WHAT YOU HAVE TO DO> The entries below are to be written out again without alteration.

[Records from a collection]
::::

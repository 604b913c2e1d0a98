//! Food search and food log routes

use crate::auth::AuthUser;
use crate::error::ApiResult;
use crate::services::{FoodLogService, FoodSearchService};
use crate::state::AppState;
use axum::{
    extract::{Path, Query, State},
    http::StatusCode,
    routing::{get, post, put},
    Json, Router,
};
use calorie_tracker_shared::types::{
    CreateFoodEntryRequest, DailyTotalResponse, EntryCreatedResponse, FoodEntryResponse,
    FoodSearchQuery, FoodSearchResult, MessageResponse, NutritionDetail, UpdateFoodEntryRequest,
    WeeklyProgressPoint, WeeklyProgressQuery,
};
use chrono::{NaiveDate, Utc};
use uuid::Uuid;

/// Create food routes
pub fn food_routes() -> Router<AppState> {
    Router::new()
        .route("/search", get(search_foods))
        .route("/nutrition/:query", get(nutrition_detail))
        .route("/entry", post(add_entry))
        .route("/entry/:id", put(update_entry).delete(delete_entry))
        .route("/entries/:date", get(list_entries))
        .route("/daily-total/:date", get(daily_total))
        .route("/weekly-progress", get(weekly_progress))
}

/// GET /api/food/search?query=
async fn search_foods(
    State(state): State<AppState>,
    _auth: AuthUser,
    Query(params): Query<FoodSearchQuery>,
) -> Json<Vec<FoodSearchResult>> {
    let results =
        FoodSearchService::search(state.nutritionix(), state.search_cache(), &params.query).await;
    Json(results)
}

/// GET /api/food/nutrition/:query
async fn nutrition_detail(
    State(state): State<AppState>,
    _auth: AuthUser,
    Path(query): Path<String>,
) -> ApiResult<Json<NutritionDetail>> {
    let detail = FoodSearchService::nutrition_detail(state.nutritionix(), &query).await?;
    Ok(Json(detail))
}

/// POST /api/food/entry
async fn add_entry(
    State(state): State<AppState>,
    auth: AuthUser,
    Json(req): Json<CreateFoodEntryRequest>,
) -> ApiResult<(StatusCode, Json<EntryCreatedResponse>)> {
    let created = FoodLogService::add_entry(state.db(), auth.user_id, req).await?;
    Ok((StatusCode::CREATED, Json(created)))
}

/// GET /api/food/entries/:date
async fn list_entries(
    State(state): State<AppState>,
    auth: AuthUser,
    Path(date): Path<NaiveDate>,
) -> ApiResult<Json<Vec<FoodEntryResponse>>> {
    let entries = FoodLogService::list_entries(state.db(), auth.user_id, date).await?;
    Ok(Json(entries))
}

/// PUT /api/food/entry/:id
async fn update_entry(
    State(state): State<AppState>,
    auth: AuthUser,
    Path(id): Path<Uuid>,
    Json(req): Json<UpdateFoodEntryRequest>,
) -> ApiResult<Json<MessageResponse>> {
    FoodLogService::update_entry(state.db(), auth.user_id, id, req).await?;
    Ok(Json(MessageResponse::new("Food entry updated successfully")))
}

/// DELETE /api/food/entry/:id
async fn delete_entry(
    State(state): State<AppState>,
    auth: AuthUser,
    Path(id): Path<Uuid>,
) -> ApiResult<Json<MessageResponse>> {
    FoodLogService::delete_entry(state.db(), auth.user_id, id).await?;
    Ok(Json(MessageResponse::new("Food entry deleted successfully")))
}

/// GET /api/food/daily-total/:date
async fn daily_total(
    State(state): State<AppState>,
    auth: AuthUser,
    Path(date): Path<NaiveDate>,
) -> ApiResult<Json<DailyTotalResponse>> {
    let totals = FoodLogService::daily_total(state.db(), auth.user_id, date).await?;
    Ok(Json(totals))
}

/// GET /api/food/weekly-progress?end=
async fn weekly_progress(
    State(state): State<AppState>,
    auth: AuthUser,
    Query(params): Query<WeeklyProgressQuery>,
) -> ApiResult<Json<Vec<WeeklyProgressPoint>>> {
    let end = params.end.unwrap_or_else(|| Utc::now().date_naive());
    let points = FoodLogService::weekly_progress(state.db(), auth.user_id, end).await?;
    Ok(Json(points))
}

::::

ANSWER SPACE>
repository 604b913c2e1d0a98
//! Food search and food log routes

use crate::auth::AuthUser;
use crate::error::ApiResult;
use crate::services::{FoodLogService, FoodSearchService};
use crate::state::AppState;
use axum::{
    extract::{Path, Query, State},
    http::StatusCode,
    routing::{get, post, put},
    Json, Router,
};
use calorie_tracker_shared::types::{
    CreateFoodEntryRequest, DailyTotalResponse, EntryCreatedResponse, FoodEntryResponse,
    FoodSearchQuery, FoodSearchResult, MessageResponse, NutritionDetail, UpdateFoodEntryRequest,
    WeeklyProgressPoint, WeeklyProgressQuery,
};
use chrono::{NaiveDate, Utc};
use uuid::Uuid;

/// Create food routes
pub fn food_routes() -> Router<AppState> {
    Router::new()
        .route("/search", get(search_foods))
        .route("/nutrition/:query", get(nutrition_detail))
        .route("/entry", post(add_entry))
        .route("/entry/:id", put(update_entry).delete(delete_entry))
        .route("/entries/:date", get(list_entries))
        .route("/daily-total/:date", get(daily_total))
        .route("/weekly-progress", get(weekly_progress))
}

/// GET /api/food/search?query=
async fn search_foods(
    State(state): State<AppState>,
    _auth: AuthUser,
    Query(params): Query<FoodSearchQuery>,
) -> Json<Vec<FoodSearchResult>> {
    let results =
        FoodSearchService::search(state.nutritionix(), state.search_cache(), &params.query).await;
    Json(results)
}

/// GET /api/food/nutrition/:query
async fn nutrition_detail(
    State(state): State<AppState>,
    _auth: AuthUser,
    Path(query): Path<String>,
) -> ApiResult<Json<NutritionDetail>> {
    let detail = FoodSearchService::nutrition_detail(state.nutritionix(), &query).await?;
    Ok(Json(detail))
}

/// POST /api/food/entry
async fn add_entry(
    State(state): State<AppState>,
    auth: AuthUser,
    Json(req): Json<CreateFoodEntryRequest>,
) -> ApiResult<(StatusCode, Json<EntryCreatedResponse>)> {
    let created = FoodLogService::add_entry(state.db(), auth.user_id, req).await?;
    Ok((StatusCode::CREATED, Json(created)))
}

/// GET /api/food/entries/:date
async fn list_entries(
    State(state): State<AppState>,
    auth: AuthUser,
    Path(date): Path<NaiveDate>,
) -> ApiResult<Json<Vec<FoodEntryResponse>>> {
    let entries = FoodLogService::list_entries(state.db(), auth.user_id, date).await?;
    Ok(Json(entries))
}

/// PUT /api/food/entry/:id
async fn update_entry(
    State(state): State<AppState>,
    auth: AuthUser,
    Path(id): Path<Uuid>,
    Json(req): Json<UpdateFoodEntryRequest>,
) -> ApiResult<Json<MessageResponse>> {
    FoodLogService::update_entry(state.db(), auth.user_id, id, req).await?;
    Ok(Json(MessageResponse::new("Food entry updated successfully")))
}

/// DELETE /api/food/entry/:id
async fn delete_entry(
    State(state): State<AppState>,
    auth: AuthUser,
    Path(id): Path<Uuid>,
) -> ApiResult<Json<MessageResponse>> {
    FoodLogService::delete_entry(state.db(), auth.user_id, id).await?;
    Ok(Json(MessageResponse::new("Food entry deleted successfully")))
}

/// GET /api/food/daily-total/:date
async fn daily_total(
    State(state): State<AppState>,
    auth: AuthUser,
    Path(date): Path<NaiveDate>,
) -> ApiResult<Json<DailyTotalResponse>> {
    let totals = FoodLogService::daily_total(state.db(), auth.user_id, date).await?;
    Ok(Json(totals))
}

/// GET /api/food/weekly-progress?end=
async fn weekly_progress(
    State(state): State<AppState>,
    auth: AuthUser,
    Query(params): Query<WeeklyProgressQuery>,
) -> ApiResult<Json<Vec<WeeklyProgressPoint>>> {
    let end = params.end.unwrap_or_else(|| Utc::now().date_naive());
    let points = FoodLogService::weekly_progress(state.db(), auth.user_id, end).await?;
    Ok(Json(points))
}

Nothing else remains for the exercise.